Material for the task -
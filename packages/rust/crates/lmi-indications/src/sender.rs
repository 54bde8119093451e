//! Indication sender: filter registration, subscription gating and delivery.
//!
//! ```text
//! provider: send_instmodification(old, new, "Changed")
//!      ↓
//! enabled counter > 0 ?  ── no ──→ dropped (debug log)
//!      ↓
//! (class, filter) subscribed ? ── no ──→ dropped (debug log)
//!      ↓
//! Indication::wrap → Broker::deliver_indication
//! ```

use std::collections::HashMap;
use std::sync::{Arc, Mutex, MutexGuard, PoisonError};

use crate::broker::Broker;
use crate::error::{IndicationError, Result};
use crate::filters::{FilterRegistry, StaticFilter};
use crate::indication::{Indication, IndicationKind, PerceivedSeverity};
use crate::instance::Instance;

#[derive(Default)]
struct SenderState {
    init_count: usize,
    name_prefix: String,
    registry: Option<FilterRegistry>,
    enabled: usize,
    brokers: HashMap<String, Arc<dyn Broker>>,
}

impl SenderState {
    fn registry(&self) -> Result<&FilterRegistry> {
        self.registry.as_ref().ok_or(IndicationError::NotInitialized)
    }

    fn registry_mut(&mut self) -> Result<&mut FilterRegistry> {
        self.registry.as_mut().ok_or(IndicationError::NotInitialized)
    }

    fn broker_for(&self, indication_class: &str, source_class: &str) -> Option<Arc<dyn Broker>> {
        self.brokers
            .get(&indication_class.to_ascii_lowercase())
            .or_else(|| self.brokers.get(&source_class.to_ascii_lowercase()))
            .cloned()
    }
}

/// Class hierarchy check through the broker owning either class, if any.
fn class_is_a(brokers: &HashMap<String, Arc<dyn Broker>>, class_name: &str, superclass: &str) -> bool {
    if class_name.eq_ignore_ascii_case(superclass) {
        return true;
    }
    brokers
        .get(&superclass.to_ascii_lowercase())
        .or_else(|| brokers.get(&class_name.to_ascii_lowercase()))
        .is_some_and(|broker| broker.class_is_a(class_name, superclass))
}

/// Process-wide indication sender shared by all providers of one profile.
///
/// The filter registry lives between the first [`init`](Self::init) and the
/// matching last [`cleanup`](Self::cleanup). All registry, subscription and
/// delivery work is serialized by one mutex.
pub struct IndicationSender {
    host_name: String,
    namespace: String,
    state: Mutex<SenderState>,
}

impl IndicationSender {
    /// Create an uninitialized sender.
    pub fn new(host_name: impl Into<String>, namespace: impl Into<String>) -> Self {
        Self {
            host_name: host_name.into(),
            namespace: namespace.into(),
            state: Mutex::new(SenderState::default()),
        }
    }

    fn lock(&self) -> MutexGuard<'_, SenderState> {
        self.state.lock().unwrap_or_else(PoisonError::into_inner)
    }

    /// Host name reported as `SourceInstanceHost`.
    pub fn host_name(&self) -> &str {
        &self.host_name
    }

    /// Namespace indications are delivered into.
    pub fn namespace(&self) -> &str {
        &self.namespace
    }

    /// Take one reference on the sender.
    ///
    /// Returns `true` when this call created the registry.
    pub fn init(&self, name_prefix: &str) -> Result<bool> {
        let mut state = self.lock();
        state.init_count += 1;
        if state.registry.is_some() {
            if !state.name_prefix.eq_ignore_ascii_case(name_prefix) {
                tracing::warn!(
                    existing = %state.name_prefix,
                    requested = %name_prefix,
                    "indication sender already initialized with another prefix"
                );
            }
            return Ok(false);
        }
        state.name_prefix = name_prefix.to_string();
        state.registry = Some(FilterRegistry::default());
        tracing::debug!(prefix = %name_prefix, "indication sender initialized");
        Ok(true)
    }

    /// Drop one reference; the last one destroys filters and subscriptions.
    ///
    /// Returns `true` when the registry was destroyed.
    pub fn cleanup(&self) -> Result<bool> {
        let mut state = self.lock();
        if state.init_count == 0 {
            return Err(IndicationError::NotInitialized);
        }
        state.init_count -= 1;
        if state.init_count > 0 {
            return Ok(false);
        }
        state.registry = None;
        state.enabled = 0;
        state.brokers.clear();
        tracing::debug!(prefix = %state.name_prefix, "indication sender cleaned up");
        Ok(true)
    }

    /// Whether the registry currently exists.
    pub fn is_initialized(&self) -> bool {
        self.lock().registry.is_some()
    }

    /// Prefix used to build indication class names.
    pub fn name_prefix(&self) -> Option<String> {
        let state = self.lock();
        state.registry.as_ref().map(|_| state.name_prefix.clone())
    }

    /// Register static filters for `class_name`. Filters are append-only.
    pub fn add_static_filters(&self, class_name: &str, filters: &[StaticFilter]) -> Result<usize> {
        let mut state = self.lock();
        let added = state.registry_mut()?.add(class_name, filters)?;
        tracing::debug!(class_name, count = added, "static filters registered");
        Ok(added)
    }

    /// Whether `query` names a registered filter served for `class_name`.
    ///
    /// `class_name` is what the CIMOM passes to every filter callback: the
    /// indication class (or a superclass of it), or the watched job class.
    pub fn authorize_filter(&self, query: &str, class_name: &str) -> bool {
        let state = self.lock();
        let Ok(registry) = state.registry() else {
            return false;
        };
        registry
            .matching(query)
            .any(|(_, filter)| filter.serves(class_name, |c, s| class_is_a(&state.brokers, c, s)))
    }

    /// Mark the filters matching `query` as subscribed.
    pub fn activate_filter(&self, query: &str, class_name: &str) -> Result<()> {
        let mut state = self.lock();
        let SenderState {
            registry, brokers, ..
        } = &mut *state;
        let registry = registry.as_mut().ok_or(IndicationError::NotInitialized)?;
        let ids = registry.activate(query, class_name, |c, s| class_is_a(brokers, c, s))?;
        tracing::info!(class_name, filters = ?ids, "indication filter activated");
        Ok(())
    }

    /// Remove the filters matching `query` from the subscribed set.
    pub fn deactivate_filter(&self, query: &str, class_name: &str) -> Result<()> {
        let mut state = self.lock();
        let SenderState {
            registry, brokers, ..
        } = &mut *state;
        let registry = registry.as_mut().ok_or(IndicationError::NotInitialized)?;
        match registry.deactivate(query, class_name, |c, s| class_is_a(brokers, c, s)) {
            Ok(ids) => {
                tracing::info!(class_name, filters = ?ids, "indication filter deactivated");
                Ok(())
            }
            Err(error) => {
                tracing::debug!(class_name, %error, "deactivating filter that is not active");
                Err(error)
            }
        }
    }

    /// Whether `(class_name, filter_id)` is currently subscribed.
    pub fn is_subscribed(&self, class_name: &str, filter_id: &str) -> bool {
        let state = self.lock();
        state
            .registry()
            .is_ok_and(|registry| registry.is_subscribed(class_name, filter_id))
    }

    /// Number of subscribed filters.
    pub fn active_filter_count(&self) -> usize {
        let state = self.lock();
        state.registry().map_or(0, FilterRegistry::subscribed_len)
    }

    /// Number of registered filters.
    pub fn filter_count(&self) -> usize {
        let state = self.lock();
        state.registry().map_or(0, FilterRegistry::len)
    }

    /// Nested enable; returns the new counter value.
    pub fn enable_indications(&self) -> usize {
        let mut state = self.lock();
        state.enabled += 1;
        state.enabled
    }

    /// Nested disable; returns the new counter value.
    pub fn disable_indications(&self) -> usize {
        let mut state = self.lock();
        state.enabled = state.enabled.saturating_sub(1);
        state.enabled
    }

    /// Whether the enable counter is positive.
    pub fn indications_enabled(&self) -> bool {
        self.lock().enabled > 0
    }

    /// Associate a broker handle with an indication or job class name.
    pub fn register_broker(&self, class_name: &str, broker: Arc<dyn Broker>) {
        self.lock()
            .brokers
            .insert(class_name.to_ascii_lowercase(), broker);
    }

    /// Forget the broker handle for `class_name`.
    pub fn unregister_broker(&self, class_name: &str) -> bool {
        self.lock()
            .brokers
            .remove(&class_name.to_ascii_lowercase())
            .is_some()
    }

    /// Send a generic alert about `instance`.
    pub fn send_indication(
        &self,
        instance: &Instance,
        filter_id: &str,
        severity: PerceivedSeverity,
    ) -> Result<bool> {
        self.send(IndicationKind::Alert, instance, None, filter_id, severity)
    }

    /// Send an `InstCreation` indication.
    pub fn send_instcreation(&self, instance: &Instance, filter_id: &str) -> Result<bool> {
        self.send(
            IndicationKind::Creation,
            instance,
            None,
            filter_id,
            PerceivedSeverity::Information,
        )
    }

    /// Send an `InstModification` indication carrying `previous`.
    pub fn send_instmodification(
        &self,
        previous: &Instance,
        current: &Instance,
        filter_id: &str,
    ) -> Result<bool> {
        self.send(
            IndicationKind::Modification,
            current,
            Some(previous),
            filter_id,
            PerceivedSeverity::Information,
        )
    }

    /// Send an `InstDeletion` indication.
    pub fn send_instdeletion(&self, instance: &Instance, filter_id: &str) -> Result<bool> {
        self.send(
            IndicationKind::Deletion,
            instance,
            None,
            filter_id,
            PerceivedSeverity::Information,
        )
    }

    /// Gate and deliver one indication.
    ///
    /// Returns `Ok(false)` when the indication was dropped because nobody is
    /// subscribed, indications are disabled, or no broker is attached.
    pub fn send(
        &self,
        kind: IndicationKind,
        source: &Instance,
        previous: Option<&Instance>,
        filter_id: &str,
        severity: PerceivedSeverity,
    ) -> Result<bool> {
        let state = self.lock();
        let registry = state.registry()?;
        if state.enabled == 0 || !registry.is_subscribed(&source.class_name, filter_id) {
            tracing::debug!(
                class_name = %source.class_name,
                filter_id,
                enabled = state.enabled > 0,
                "indication not subscribed; dropped"
            );
            return Ok(false);
        }

        let indication_class = kind.class_name(&state.name_prefix);
        let Some(broker) = state.broker_for(&indication_class, &source.class_name) else {
            tracing::warn!(
                indication_class = %indication_class,
                class_name = %source.class_name,
                filter_id,
                "no broker attached for indication class; skipping delivery"
            );
            return Ok(false);
        };

        let indication = Indication::wrap(
            kind,
            indication_class,
            filter_id,
            &self.host_name,
            severity,
            source,
            previous,
        );
        match broker.deliver_indication(&self.namespace, &indication) {
            Ok(()) => {
                tracing::debug!(
                    indication = %indication,
                    "indication delivered"
                );
                Ok(true)
            }
            Err(error) => {
                tracing::error!(
                    indication_class = %indication.class_name,
                    class_name = %source.class_name,
                    filter_id,
                    %error,
                    "failed to deliver indication"
                );
                Err(error)
            }
        }
    }
}

impl std::fmt::Debug for IndicationSender {
    fn fmt(&self, f: &mut std::fmt::Formatter<'_>) -> std::fmt::Result {
        let state = self.lock();
        f.debug_struct("IndicationSender")
            .field("host_name", &self.host_name)
            .field("namespace", &self.namespace)
            .field("name_prefix", &state.name_prefix)
            .field("init_count", &state.init_count)
            .field("enabled", &state.enabled)
            .finish_non_exhaustive()
    }
}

Description of the task - Tally the lines in the listing that hold "value" and report the number alone.

Exercise response - 2